Eyershausen ist ein Dorf im Amte Königshofen im Grabfelde. In diesem Dörfchen fiel es einer Weibsperson ein, mit der armen Seelen Erlösung zu spectakeln. Viele in der Gegend zogen bereits dahin und erwarteten ihrer verstorbenen unglücklichen Freunde Erlösung. Der wackere Centgraf dieses Amts war so vorsichtig, die Sache zu untersuchen und an die weltliche Regierung zu berichten. Sein Bericht blieb unerörtert liegen, obgleich der Mann Belege des Unfugs beygefügt| hatte: nämlich die armen Seelen hatten zum Beweis ihrer Gegenwart ihre glutheisen Hände auf weiße ihnen zu dem Ende hingebreitete Tüchlein abgedruckt. Die Frau des Centgrafen machte von diesem abscheulichen Abdrucke höchst ehrl. und uneigennützigerweise einen Nachdruck, welcher, wie ein Augenzeuge versichert, noch weit besser gerathen war, als das Original, was doch sonst zwischen Druckern und Nachdruckern des Heil. Röm. Reichs der Fall nicht ist. Allein auch diese verschönerte Beylage war ohne Wirkung. Äusserst aufgebracht über diese Unthätigkeit der Regierung und den immer weiter um sich greifenden Unfug zu Eyershausen faßte ein Pfarrer den Muth, unmittelbar in das Cabinet des gnädigsten Fürsten und Herrn davon zu berichten. Unverzüglich faßte hier der weise Bischoff und Regent den Entschluß, dem Amte aufzutragen: diese Person einzuziehen, sie ins Spital nach Königshofen zu thun und die Sache genau zu untersuchen.
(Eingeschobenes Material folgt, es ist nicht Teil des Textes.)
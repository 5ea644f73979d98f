/// Common test utilities for integration tests
///
/// This module provides shared infrastructure for integration tests:
/// - In-memory store
/// - Identity provider that verifies locally minted session tokens
/// - Request helpers that drive the router directly

use axum::body::Body;
use axum::http::{header, HeaderMap, Method, Request, StatusCode};
use folio_api::app::{build_router, AppState};
use folio_api::config::{ApiConfig, AuthConfig, Config, DatabaseConfig};
use folio_shared::auth::jwt::{create_session_token, SessionClaims};
use folio_shared::auth::session::DEFAULT_SESSION_COOKIE;
use folio_shared::auth::supabase::{SupabaseConfig, SupabaseProvider};
use folio_shared::db::memory::MemoryStore;
use serde_json::Value;
use std::sync::Arc;
use tower::Service as _;
use uuid::Uuid;

pub const JWT_SECRET: &str = "test-secret-key-at-least-32-bytes-long";

/// Nothing listens here; provider calls fail fast
const UNREACHABLE_PROVIDER: &str = "http://127.0.0.1:9";

/// A decoded response
pub struct TestResponse {
    pub status: StatusCode,
    pub headers: HeaderMap,
    pub body: Value,
}

/// Test context containing all necessary resources
pub struct TestContext {
    pub store: Arc<MemoryStore>,
    pub app: axum::Router,
}

impl TestContext {
    pub fn new() -> Self {
        let config = Config {
            api: ApiConfig {
                host: "127.0.0.1".to_string(),
                port: 0,
                cors_origins: Vec::new(),
                production: false,
            },
            database: DatabaseConfig {
                url: "postgresql://unused".to_string(),
                max_connections: 1,
            },
            auth: AuthConfig {
                supabase_url: UNREACHABLE_PROVIDER.to_string(),
                anon_key: "anon".to_string(),
                jwt_secret: JWT_SECRET.to_string(),
                cookie_name: DEFAULT_SESSION_COOKIE.to_string(),
            },
        };

        let provider = SupabaseProvider::new(SupabaseConfig {
            url: UNREACHABLE_PROVIDER.to_string(),
            anon_key: "anon".to_string(),
            jwt_secret: JWT_SECRET.to_string(),
            request_timeout_seconds: 2,
        })
        .expect("Failed to build provider");

        let store = Arc::new(MemoryStore::new());
        let state = AppState::new(store.clone(), Arc::new(provider), config);

        Self {
            store,
            app: build_router(state),
        }
    }

    /// Mints a session token for a fresh identity
    pub fn new_identity(&self) -> (String, String) {
        let subject = Uuid::new_v4().to_string();
        let email = format!("{}@example.com", &subject[..8]);
        let token = token_for(&subject, &email);
        (subject, token)
    }

    /// Sends a request with an optional bearer token and JSON body
    pub async fn send(
        &self,
        method: Method,
        uri: &str,
        token: Option<&str>,
        body: Option<Value>,
    ) -> TestResponse {
        let mut builder = Request::builder().method(method).uri(uri);
        if let Some(token) = token {
            builder = builder.header(header::AUTHORIZATION, format!("Bearer {}", token));
        }
        let request = match body {
            Some(json) => builder
                .header(header::CONTENT_TYPE, "application/json")
                .body(Body::from(json.to_string())),
            None => builder.body(Body::empty()),
        }
        .unwrap();

        self.call(request).await
    }

    /// Sends a prepared request
    pub async fn call(&self, request: Request<Body>) -> TestResponse {
        let response = self.app.clone().call(request).await.unwrap();

        let status = response.status();
        let headers = response.headers().clone();
        let bytes = axum::body::to_bytes(response.into_body(), usize::MAX)
            .await
            .unwrap();
        let body = if bytes.is_empty() {
            Value::Null
        } else {
            serde_json::from_slice(&bytes).unwrap_or_else(|_| {
                Value::String(String::from_utf8_lossy(&bytes).into_owned())
            })
        };

        TestResponse {
            status,
            headers,
            body,
        }
    }
}

/// Signs a session token the way the identity provider would
pub fn token_for(subject: &str, email: &str) -> String {
    let claims = SessionClaims::new(subject, Some(email.to_string()), format!("sess-{}", subject));
    create_session_token(&claims, JWT_SECRET).unwrap()
}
In Kurzem entdeckte sich der ganze Betrug. Gewisser Beweis, wie empfänglich für Wahrheit und wie thätig zur Ausrottung des Aberglaubens Franz Ludwig ist: würde der Kenntniß von beyden nur nicht der Zugang bis zu ihm verschlossen!





  1. S. dessen Vorles. über den Horaz Zw. Th. Altenb. 1780.